委任が法律行為をすること自体が目的なのに対して、請負は仕事の完成を目的とする点で異なります。


請負契約の効力
  • 請負人の仕事完成義務
  • 注文者の報酬支払義務
  • 履行補助者・下請負人の使用
参考判例
最判昭38・2・12
 工事の請負契約において、引渡した目的物に未完成部分があっても、その部分が未払代金に対し極めて軽微である場合には、信義則上代金支払期日の未到来を主張することは許されない。
最判昭40・5・25
請負契約に基づき建築された建物所有権が建物の引渡しの時に注文者に移転するとした。
最判昭44・9・12
請負契約に基づき建築された建物所有権が原始的に注文者に帰属するとした。
最判昭46・3・5
請負人が材料全部を提供して建築した建物が完成と同時に注文者の所有に帰したものと認めた。
最判平5・10・19
 建物建築工事の注文者と元請負人との間に、請負契約請負契約が中途で解約された際の出来形部分の所有権は注文者に帰属する旨の約定がある場合には、元請負人から一括して当該工事を請け負った下請負人が自ら材料を提供して出来形部分を築造したとしても、注文者と下請負人との間に格別の合意があるなど特段の事情のない限り、右契約が中途で解除された際の出来形部分の所有権は注文者に帰属する。

民法633条(報酬の支払時期)

報酬は、仕事の目的物の引渡しと同時に、支払わなければならない。ただし、物の引渡しを要しないときは、624条1項の規定【労働者は、その約した労働を終わった後でなければ、報酬を請求することができない。】を準用する。


請負人は、仕事の完成義務を負うのに対し、注文者は、仕事の完成に対する対価として、報酬の支払義務を負う。

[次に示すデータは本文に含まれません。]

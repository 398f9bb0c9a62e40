use std::{fmt, sync::Arc};

use {
    lexlinker_agents::{AgentVariant, ChatMessage, Slot, VariantRegistry},
    lexlinker_sessions::{Message, Role},
    serde_json::{Map, Value},
    tracing::{debug, info, warn},
};

use crate::{classifier::Classifier, slots::SlotDetector};

/// Metadata key holding the [`RoutingState`] of a conversation.
pub const ROUTING_STATE_KEY: &str = "routing_state";
/// Metadata key holding the variant the classifier last asked for.
pub const REQUESTED_VARIANT_KEY: &str = "requested_variant";

/// Per-conversation routing state. A clarification turn always replies, so
/// `AwaitingClarification` is re-entered on the next message, never stuck.
#[derive(Debug, Clone, Copy, PartialEq, Eq)]
pub enum RoutingState {
    New,
    AwaitingClarification,
    Routed,
}

impl RoutingState {
    #[must_use]
    pub fn as_str(self) -> &'static str {
        match self {
            Self::New => "new",
            Self::AwaitingClarification => "awaiting_clarification",
            Self::Routed => "routed",
        }
    }
}

impl fmt::Display for RoutingState {
    fn fmt(&self, f: &mut fmt::Formatter<'_>) -> fmt::Result {
        f.write_str(self.as_str())
    }
}

/// Outcome of [`Router::select`].
#[derive(Debug, Clone, PartialEq, Eq)]
pub enum RouteDecision {
    /// Hand the turn to this variant.
    Variant(AgentVariant),
    /// `requested` needs slots the user has not supplied yet.
    Clarification {
        requested: AgentVariant,
        missing: Vec<Slot>,
    },
}

impl RouteDecision {
    #[must_use]
    pub fn state(&self) -> RoutingState {
        match self {
            Self::Variant(_) => RoutingState::Routed,
            Self::Clarification { .. } => RoutingState::AwaitingClarification,
        }
    }

    /// The variant the classifier settled on, even when clarification wins.
    #[must_use]
    pub fn requested(&self) -> &AgentVariant {
        match self {
            Self::Variant(variant) => variant,
            Self::Clarification { requested, .. } => requested,
        }
    }

    /// Deterministic reply for a clarification turn.
    #[must_use]
    pub fn clarification_text(&self) -> Option<String> {
        match self {
            Self::Variant(_) => None,
            Self::Clarification { requested, missing } => {
                Some(clarification_text(requested, missing))
            },
        }
    }

    /// Diagnostic entries merged into the record metadata.
    #[must_use]
    pub fn metadata(&self) -> Map<String, Value> {
        let mut map = Map::new();
        map.insert(ROUTING_STATE_KEY.into(), self.state().as_str().into());
        map.insert(
            REQUESTED_VARIANT_KEY.into(),
            self.requested().name.clone().into(),
        );
        map
    }
}

/// Ask for `missing` slots, in order, on behalf of `requested`.
#[must_use]
pub fn clarification_text(requested: &AgentVariant, missing: &[Slot]) -> String {
    let mut out = clarification_intro(requested);
    for slot in missing {
        out.push_str("\n- ");
        out.push_str(slot.describe());
    }
    out.push_str("\nPlease send them in your next message.");
    out
}

fn clarification_intro(requested: &AgentVariant) -> String {
    format!(
        "Before our {} specialist can help, I need a few more details:",
        requested.name
    )
}

/// Whether an assistant message in `history` already asked for `requested`'s
/// slots.
fn asked_for_slots(history: &[Message], requested: &AgentVariant) -> bool {
    let intro = clarification_intro(requested);
    history
        .iter()
        .any(|m| m.role == Role::Assistant && m.content.starts_with(&intro))
}

/// Chooses a variant per message and gates hand-off on required slots.
pub struct Router {
    registry: Arc<VariantRegistry>,
    classifier: Arc<dyn Classifier>,
    slots: SlotDetector,
}

impl Router {
    pub fn new(
        registry: Arc<VariantRegistry>,
        classifier: Arc<dyn Classifier>,
        slots: SlotDetector,
    ) -> Self {
        Self {
            registry,
            classifier,
            slots,
        }
    }

    #[must_use]
    pub fn registry(&self) -> &VariantRegistry {
        &self.registry
    }

    /// Pick a variant for `message` given the stored `history`.
    ///
    /// Never fails: classifier errors and unknown names fall back to the
    /// default variant. Slot gating only looks at user-authored text.
    pub async fn select(&self, history: &[Message], message: &str) -> RouteDecision {
        let mut convo: Vec<ChatMessage> = history.iter().map(ChatMessage::from).collect();
        let current_is_last = history
            .last()
            .is_some_and(|m| m.role == Role::User && m.content == message);
        if !current_is_last {
            convo.push(ChatMessage::user(message));
        }

        let variant = match self.classifier.classify(&convo).await {
            Ok(name) => match self.registry.get(&name) {
                Some(variant) => variant,
                None => {
                    warn!(name = %name, "classifier returned unknown variant, using default");
                    self.registry.default_variant()
                },
            },
            Err(e) => {
                warn!(error = %e, "classifier failed, using default variant");
                self.registry.default_variant()
            },
        };

        let decision = if variant.required_slots.is_empty() {
            RouteDecision::Variant(variant.clone())
        } else {
            let mut texts: Vec<&str> = history
                .iter()
                .filter(|m| m.role == Role::User)
                .map(|m| m.content.as_str())
                .collect();
            if current_is_last {
                texts.pop();
            }
            let missing_before = self.slots.missing(&variant.required_slots, &texts);
            texts.push(message);
            let missing = self.slots.missing(&variant.required_slots, &texts);
            if missing.is_empty() {
                RouteDecision::Variant(variant.clone())
            } else if missing.len() == missing_before.len() && asked_for_slots(history, variant) {
                // Already asked and this message adds nothing: the user moved
                // on, so one unanswered round releases the conversation.
                info!(
                    requested = %variant.name,
                    "clarification left unanswered, using default variant"
                );
                RouteDecision::Variant(self.registry.default_variant().clone())
            } else {
                debug!(variant = %variant.name, ?missing, "required slots missing");
                RouteDecision::Clarification {
                    requested: variant.clone(),
                    missing,
                }
            }
        };

        info!(
            variant = %decision.requested().name,
            state = %decision.state(),
            history_len = history.len(),
            "route selected"
        );
        decision
    }
}

#[cfg(test)]
#[allow(clippy::unwrap_used, clippy::expect_used)]
mod tests {
    use {
        super::*,
        crate::{Error, Result, classifier::KeywordClassifier},
        async_trait::async_trait,
        lexlinker_agents::variant::{CONTRACT_VARIANT, GENERAL_VARIANT, RESEARCH_VARIANT},
    };

    struct Fixed(&'static str);

    #[async_trait]
    impl Classifier for Fixed {
        async fn classify(&self, _messages: &[ChatMessage]) -> Result<String> {
            Ok(self.0.to_string())
        }
    }

    struct Broken;

    #[async_trait]
    impl Classifier for Broken {
        async fn classify(&self, _messages: &[ChatMessage]) -> Result<String> {
            Err(Error::Classifier(lexlinker_agents::Error::invalid_invocation(
                "oracle offline",
            )))
        }
    }

    fn router(classifier: Arc<dyn Classifier>) -> Router {
        Router::new(
            Arc::new(VariantRegistry::builtin()),
            classifier,
            SlotDetector::builtin().unwrap(),
        )
    }

    fn user(content: &str) -> Message {
        Message {
            role: Role::User,
            content: content.into(),
            timestamp: 1,
        }
    }

    fn assistant(content: &str) -> Message {
        Message {
            role: Role::Assistant,
            content: content.into(),
            timestamp: 2,
        }
    }

    #[tokio::test]
    async fn unknown_name_falls_back_to_default() {
        let decision = router(Arc::new(Fixed("astrology"))).select(&[], "hi").await;
        assert_eq!(decision.requested().name, GENERAL_VARIANT);
        assert_eq!(decision.state(), RoutingState::Routed);
    }

    #[tokio::test]
    async fn classifier_error_falls_back_to_default() {
        let decision = router(Arc::new(Broken)).select(&[], "hi").await;
        assert_eq!(decision, RouteDecision::Variant(AgentVariant::general()));
    }

    #[tokio::test]
    async fn variant_without_slots_routes_directly() {
        let decision = router(Arc::new(Fixed(RESEARCH_VARIANT)))
            .select(&[], "anything new?")
            .await;
        assert_eq!(decision.requested().name, RESEARCH_VARIANT);
        assert!(decision.clarification_text().is_none());
    }

    #[tokio::test]
    async fn contract_without_details_asks_for_clarification() {
        let history = vec![user("I need a contract")];
        let decision = router(Arc::new(Fixed(CONTRACT_VARIANT)))
            .select(&history, "I need a contract")
            .await;

        let RouteDecision::Clarification { requested, missing } = &decision else {
            panic!("expected clarification, got {decision:?}");
        };
        assert_eq!(requested.name, CONTRACT_VARIANT);
        assert_eq!(missing, &vec![Slot::Parties, Slot::Term, Slot::KeyConditions]);
        assert_eq!(decision.state(), RoutingState::AwaitingClarification);

        let text = decision.clarification_text().unwrap();
        assert!(text.starts_with("Before our contract specialist can help"));
        assert!(text.contains(Slot::Parties.describe()));
    }

    #[tokio::test]
    async fn complete_contract_request_routes_to_contract() {
        let msg = "I need a rental contract for 2 rooms, 12 months, parties X and Y";
        let history = vec![user("Hello"), assistant("Hi!"), user(msg)];
        let decision = router(Arc::new(KeywordClassifier::builtin().unwrap()))
            .select(&history, msg)
            .await;
        assert_eq!(decision, RouteDecision::Variant(AgentVariant::contract()));
    }

    #[tokio::test]
    async fn clarification_is_satisfied_by_a_later_answer() {
        let history = vec![
            user("I need a lease contract"),
            assistant("Before our contract specialist can help, who are the parties?"),
            user("Between Ana and Luis, 12 months, rent 5000 pesos"),
        ];
        let decision = router(Arc::new(KeywordClassifier::builtin().unwrap()))
            .select(&history, "Between Ana and Luis, 12 months, rent 5000 pesos")
            .await;
        assert_eq!(decision.state(), RoutingState::Routed);
        assert_eq!(decision.requested().name, CONTRACT_VARIANT);
    }

    #[tokio::test]
    async fn assistant_text_never_satisfies_slots() {
        let history = vec![
            assistant("The parties must agree on a 12 months term and the rent."),
            user("I need a contract"),
        ];
        let decision = router(Arc::new(Fixed(CONTRACT_VARIANT)))
            .select(&history, "I need a contract")
            .await;
        assert_eq!(decision.state(), RoutingState::AwaitingClarification);
    }

    #[tokio::test]
    async fn message_missing_from_history_is_still_considered() {
        let decision = router(Arc::new(Fixed(CONTRACT_VARIANT)))
            .select(&[], "contract between X and Y for 12 months, rent $500")
            .await;
        assert_eq!(decision.state(), RoutingState::Routed);
    }

    #[test]
    fn clarification_text_is_deterministic() {
        let a = clarification_text(&AgentVariant::contract(), &[Slot::Term]);
        let b = clarification_text(&AgentVariant::contract(), &[Slot::Term]);
        assert_eq!(a, b);
        assert_eq!(
            a,
            "Before our contract specialist can help, I need a few more details:\n- the \
             duration or term of the agreement\nPlease send them in your next message."
        );
    }

    #[test]
    fn decision_metadata_records_state() {
        let decision = RouteDecision::Clarification {
            requested: AgentVariant::contract(),
            missing: vec![Slot::Parties],
        };
        let meta = decision.metadata();
        assert_eq!(meta[ROUTING_STATE_KEY], "awaiting_clarification");
        assert_eq!(meta[REQUESTED_VARIANT_KEY], "contract");
    }

    fn contract_clarification() -> Message {
        assistant(&clarification_text(&AgentVariant::contract(), &Slot::ALL))
    }

    #[tokio::test]
    async fn unanswered_clarification_releases_to_default() {
        let history = vec![
            user("I need a contract"),
            contract_clarification(),
            user("Hello"),
        ];
        let decision = router(Arc::new(KeywordClassifier::builtin().unwrap()))
            .select(&history, "Hello")
            .await;
        assert_eq!(decision, RouteDecision::Variant(AgentVariant::general()));
    }

    #[tokio::test]
    async fn partial_answer_keeps_asking_for_the_rest() {
        let history = vec![
            user("I need a contract"),
            contract_clarification(),
            user("between Ana and Luis"),
        ];
        let decision = router(Arc::new(KeywordClassifier::builtin().unwrap()))
            .select(&history, "between Ana and Luis")
            .await;
        let RouteDecision::Clarification { missing, .. } = &decision else {
            panic!("expected clarification, got {decision:?}");
        };
        assert_eq!(missing, &vec![Slot::Term, Slot::KeyConditions]);
    }

    #[tokio::test]
    async fn conversation_is_not_stuck_after_a_clarification() {
        let router = router(Arc::new(KeywordClassifier::builtin().unwrap()));
        let mut history = vec![user("I need a contract"), contract_clarification()];
        for text in ["never mind, thanks", "ok bye", "Hello?"] {
            history.push(user(text));
            let decision = router.select(&history, text).await;
            assert_eq!(decision.state(), RoutingState::Routed, "{text}");
            assert_eq!(decision.requested().name, GENERAL_VARIANT);
            history.push(assistant("[general] answer"));
        }
    }
}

本条で準用されている民法624条1項の規定は、雇用の規定であり、労務提供の先履行、報酬(賃金)の後払いを定めるものである。


参考判例

最判平18・6・12

顧客に対し、融資を受けて顧客所有地に容積率の上限に近い建物を建築した後にその敷地の一部を売却して返済資金を調達する計画を提案した建築会社の担当者に、建築基準法にかかわる問題について説明義務違反があるとした。

634条(注文者が受ける利益の割合に応じた報酬)

次に掲げる場合において、請負人が既にした仕事の結果のうち可分な部分の給付によって注文者が利益を受けるときは、その部分を仕事の完成とみなす。この場合において、請負人は、注文者が受ける利益の割合に応じて報酬を請求することができる。

一 注文者の責めに帰することができない事由によって仕事を完成することができなくなったとき。

ニ 請負が仕事の完成前に解除されたとき。


発注者に帰責事由あり 双方に帰責事由なし 請負人に帰責事由あり
工事が完成できないとき 報酬の請求が可能 割合的報酬の請求が可能 割合的報酬の請求が可能
工事完成前に解除されたとき 割合的報酬の請求が可能 割合的報酬の請求が可能 割合的報酬の請求が可能

解除された場合の可分な完成の取扱いに関する判例(最判昭56・2・17)を前提とし、請負における仕事の完成に関する新たな規定を設け、仕事が完成していない場合であっても、請負人の報酬請求権を認めるものである。

参考判例

最判昭52・2・22
 注文者の責に帰すべき事由により仕事の完成が不能となった場合における請負人の報酬請求権と利得償還義務が問題となった事案について、請負契約において仕事が完成しない間に注文者の責に帰すべき事由によりその感性が不能となった場合には、請負人は、自己の残債務を免れるが、民法536条2項により、注文者に請負代金全額を請求することができ、ただ、自己の債務を免れたことにより得た利益を注文者に償還すべきであるとした。
最判昭52・12・23
 整地請負契約における契約の全部解除が認められるべきであり、一部解除の認定が相当でないとした。
最判昭56・2・17
 建物等の工事未完成の間に注文者が請負人の債務不履行を理由に請負契約を解除する場合において、工事内容が可分であり、かつ当事者が既施工部分の給付について利益を有するときは、特段の事情がない限り、同部分について契約を解除することは許されないとした。